Cleaning creeks will take a group effortbr
Published 12:00 am Friday, April 2, 2004
Tribune editorial staff
Imagine walking in a lush, wooded area, enjoying the sight and sound of a creek babbling at your side.
Then, imagine your disgust when all of a sudden you reach a point where the creek stops babbling due to a huge pile of garbage disrupting its flow. Unfortunately, this happens too often in Lawrence County.
In our Thursday edition, we reported on a huge pile of rubbish discarded in Little Ice Creek in Perry Township. This is one of several such instances that have been brought to our attention.
What, you may ask, would cause someone to do something like this? Apathy is the only logical answer we can imagine.

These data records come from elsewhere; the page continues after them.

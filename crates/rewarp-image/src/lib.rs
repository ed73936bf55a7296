#![deny(missing_docs)]
//! Raster types and traits for geometric image resampling

/// pixel sample types and depth tags.
pub mod dtype;

/// runtime-typed rasters.
pub mod dynamic;

/// Error types for the image module.
pub mod error;

/// image representation for computer vision purposes.
pub mod image;

/// constant fill colors.
pub mod scalar;

pub use crate::dtype::{ImageDtype, PixelDepth};
pub use crate::dynamic::{DynImage, ImageTransform, ImageVisitor, PixelBuffer};
pub use crate::error::{ErrorKind, ImageError};
pub use crate::image::{Image, ImageSize};
pub use crate::scalar::Scalar;
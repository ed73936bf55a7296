use rewarp_image::{ImageError, Scalar};

use crate::border::BorderPolicy;
use crate::interpolation::InterpolationMode;

/// Legacy flag bit: fill destination pixels that map outside the source.
pub const WARP_FILL_OUTLIERS: i32 = 8;

/// Legacy flag bit: the matrix already maps destination to source coordinates.
pub const WARP_INVERSE_MAP: i32 = 16;

const INTERPOLATION_MASK: i32 = 7;

/// Options shared by the warp operations.
///
/// # Example
///
/// ```
/// use rewarp_image::Scalar;
/// use rewarp_imgproc::border::BorderPolicy;
/// use rewarp_imgproc::interpolation::InterpolationMode;
/// use rewarp_imgproc::warp::WarpFlags;
///
/// let flags = WarpFlags::new(InterpolationMode::Nearest, BorderPolicy::Constant(Scalar::YELLOW))
///     .with_inverse_map(true);
///
/// assert!(flags.inverse_map);
/// ```
#[derive(Debug, Clone, Copy, PartialEq, Default)]
pub struct WarpFlags {
    /// The resampling kernel.
    pub interpolation: InterpolationMode,
    /// How source coordinates outside the image are resolved.
    pub border: BorderPolicy,
    /// When set, the matrix maps destination to source and is applied as is.
    /// Otherwise it maps source to destination and is inverted first.
    pub inverse_map: bool,
}

impl WarpFlags {
    /// Create flags with a forward matrix.
    pub fn new(interpolation: InterpolationMode, border: BorderPolicy) -> Self {
        Self {
            interpolation,
            border,
            inverse_map: false,
        }
    }

    /// Set whether the matrix is already the destination to source map.
    pub fn with_inverse_map(mut self, inverse_map: bool) -> Self {
        self.inverse_map = inverse_map;
        self
    }

    /// Decode a legacy ORed flag word.
    ///
    /// The low three bits select the interpolation code, then
    /// [`WARP_FILL_OUTLIERS`] picks a constant border with `fill` and
    /// [`WARP_INVERSE_MAP`] sets `inverse_map`. Without the fill bit the border
    /// is constant black. Any other bit is rejected.
    pub fn from_bits(bits: i32, fill: Scalar) -> Result<Self, ImageError> {
        let known = INTERPOLATION_MASK | WARP_FILL_OUTLIERS | WARP_INVERSE_MAP;
        if bits & !known != 0 {
            return Err(ImageError::InvalidFlags(bits));
        }

        let interpolation = InterpolationMode::try_from(bits & INTERPOLATION_MASK)?;
        let border = if bits & WARP_FILL_OUTLIERS != 0 {
            BorderPolicy::Constant(fill)
        } else {
            BorderPolicy::Constant(Scalar::BLACK)
        };

        Ok(Self {
            interpolation,
            border,
            inverse_map: bits & WARP_INVERSE_MAP != 0,
        })
    }
}
use std::fmt;
use std::str::FromStr;

use super::bicubic::bicubic_interpolation;
use super::bilinear::bilinear_interpolation;
use super::lanczos::lanczos4_interpolation;
use super::nearest::nearest_neighbor_interpolation;
use crate::border::BorderPolicy;
use rewarp_image::{Image, ImageDtype, ImageError};

/// Largest coordinate magnitude handed to the kernels.
///
/// Anything beyond is outside every supported image, and the bound keeps the
/// float to integer conversion and the tap offsets from overflowing.
const COORD_LIMIT: f32 = (1u32 << 30) as f32;

/// Interpolation mode for the resampling operations
#[derive(Debug, Clone, Copy, PartialEq, Eq, Hash, Default)]
pub enum InterpolationMode {
    /// Nearest neighbor interpolation
    Nearest,
    /// Bilinear interpolation
    #[default]
    Bilinear,
    /// Bicubic interpolation
    Bicubic,
    /// Pixel area relation, only meaningful for resize
    Area,
    /// Lanczos interpolation over an 8x8 neighborhood
    Lanczos4,
}

impl InterpolationMode {
    /// The legacy integer code of the mode.
    pub fn code(&self) -> i32 {
        match self {
            InterpolationMode::Nearest => 0,
            InterpolationMode::Bilinear => 1,
            InterpolationMode::Bicubic => 2,
            InterpolationMode::Area => 3,
            InterpolationMode::Lanczos4 => 4,
        }
    }

    /// The lowercase name of the mode.
    pub fn as_str(&self) -> &'static str {
        match self {
            InterpolationMode::Nearest => "nearest",
            InterpolationMode::Bilinear => "linear",
            InterpolationMode::Bicubic => "cubic",
            InterpolationMode::Area => "area",
            InterpolationMode::Lanczos4 => "lanczos4",
        }
    }

    /// The mode used for point sampling; area falls back to bilinear.
    pub(crate) fn for_point_sampling(self) -> Self {
        match self {
            InterpolationMode::Area => {
                log::debug!("area interpolation is not defined for point sampling, using bilinear");
                InterpolationMode::Bilinear
            }
            mode => mode,
        }
    }
}

impl fmt::Display for InterpolationMode {
    fn fmt(&self, f: &mut fmt::Formatter<'_>) -> fmt::Result {
        f.write_str(self.as_str())
    }
}

impl TryFrom<i32> for InterpolationMode {
    type Error = ImageError;

    /// Codes: 0 nearest, 1 linear, 2 cubic, 3 area, 4 lanczos4.
    fn try_from(code: i32) -> Result<Self, Self::Error> {
        match code {
            0 => Ok(InterpolationMode::Nearest),
            1 => Ok(InterpolationMode::Bilinear),
            2 => Ok(InterpolationMode::Bicubic),
            3 => Ok(InterpolationMode::Area),
            4 => Ok(InterpolationMode::Lanczos4),
            _ => Err(ImageError::InvalidInterpolation(code.to_string())),
        }
    }
}

impl FromStr for InterpolationMode {
    type Err = ImageError;

    fn from_str(s: &str) -> Result<Self, Self::Err> {
        match s.trim().to_ascii_lowercase().as_str() {
            "nearest" => Ok(InterpolationMode::Nearest),
            "linear" | "bilinear" => Ok(InterpolationMode::Bilinear),
            "cubic" | "bicubic" => Ok(InterpolationMode::Bicubic),
            "area" => Ok(InterpolationMode::Area),
            "lanczos4" | "lanczos" => Ok(InterpolationMode::Lanczos4),
            other => Err(ImageError::InvalidInterpolation(other.to_string())),
        }
    }
}

/// Kernel for interpolating a pixel value
///
/// # Arguments
///
/// * `image` - The input image container with shape (height, width, C).
/// * `u` - The x coordinate of the pixel to interpolate.
/// * `v` - The y coordinate of the pixel to interpolate.
/// * `interpolation` - The interpolation mode to use. `Area` samples bilinearly.
/// * `border` - How taps outside the image are resolved.
///
/// # Returns
///
/// The interpolated pixel value in double precision, one entry per channel.
/// Non-finite coordinates yield the border fill.
pub fn interpolate_pixel<T: ImageDtype, const C: usize>(
    image: &Image<T, C>,
    u: f32,
    v: f32,
    interpolation: InterpolationMode,
    border: &BorderPolicy,
) -> [f64; C] {
    if !u.is_finite() || !v.is_finite() {
        return std::array::from_fn(|c| border.fill(c));
    }
    let u = u.clamp(-COORD_LIMIT, COORD_LIMIT) as f64;
    let v = v.clamp(-COORD_LIMIT, COORD_LIMIT) as f64;

    match interpolation {
        InterpolationMode::Nearest => nearest_neighbor_interpolation(image, u, v, border),
        InterpolationMode::Bilinear | InterpolationMode::Area => {
            bilinear_interpolation(image, u, v, border)
        }
        InterpolationMode::Bicubic => bicubic_interpolation(image, u, v, border),
        InterpolationMode::Lanczos4 => lanczos4_interpolation(image, u, v, border),
    }
}

/// Accumulate a separable kernel anchored at `(x0, y0)`.
///
/// Tap `(i, j)` reads the source at `(x0 + i, y0 + j)` with weight `wx[i] * wy[j]`.
/// Zero weights are skipped so a one-hot kernel reproduces the sample exactly.
#[inline]
pub(crate) fn sample_separable<T: ImageDtype, const C: usize>(
    image: &Image<T, C>,
    x0: isize,
    wx: &[f64],
    y0: isize,
    wy: &[f64],
    border: &BorderPolicy,
) -> [f64; C] {
    // -0.0 is the additive identity, so signed zeros survive a single tap
    let mut acc = [-0.0f64; C];
    for (j, &w_y) in wy.iter().enumerate() {
        if w_y == 0.0 {
            continue;
        }
        for (i, &w_x) in wx.iter().enumerate() {
            let w = w_x * w_y;
            if w == 0.0 {
                continue;
            }
            match border.pixel(image, x0 + i as isize, y0 + j as isize) {
                Some(pixel) => {
                    for (a, &p) in acc.iter_mut().zip(pixel) {
                        let p: f64 = p.into();
                        *a += w * p;
                    }
                }
                None => {
                    for (c, a) in acc.iter_mut().enumerate() {
                        *a += w * border.fill(c);
                    }
                }
            }
        }
    }
    acc
}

Our county commissioners are aware of the problem. While they can lend a sympathetic ear, this is really an issue government officials cannot fix with a set of regulations. Even if they were able to secure funding to clean out the creeks, chances are they would be polluted again eventually.
Stopping the problem is also difficult for the county sheriff's office. It would be difficult to find out who is responsible for littering the creeks without either catching the culprit red-handed or finding documentation with a name and address on it.
Keeping creeks clean is something
that we, as a community, must work on continuously. Public awareness about how important it is to protect the waterways and how little actions we take around our own land would go a long way in making this happen. Keeping the land around creeks free of debris would also help.
In a perfect world, those responsible for polluting the water would clean it up and be prosecuted to the fullest extent of the law, but in reality that will not likely happen.
We urge our elected officials and other government agencies to pursue all funding avenues to correct this problem now and call on all residents to band together to make sure the creeks stay clean. We suspect people will still pollute the waterways, which we find deplorable, but if we clean up the big mess now, the smaller ones can be taken care of much easier in the future.
Let's make a pact to protect water quality for our generation and those to come.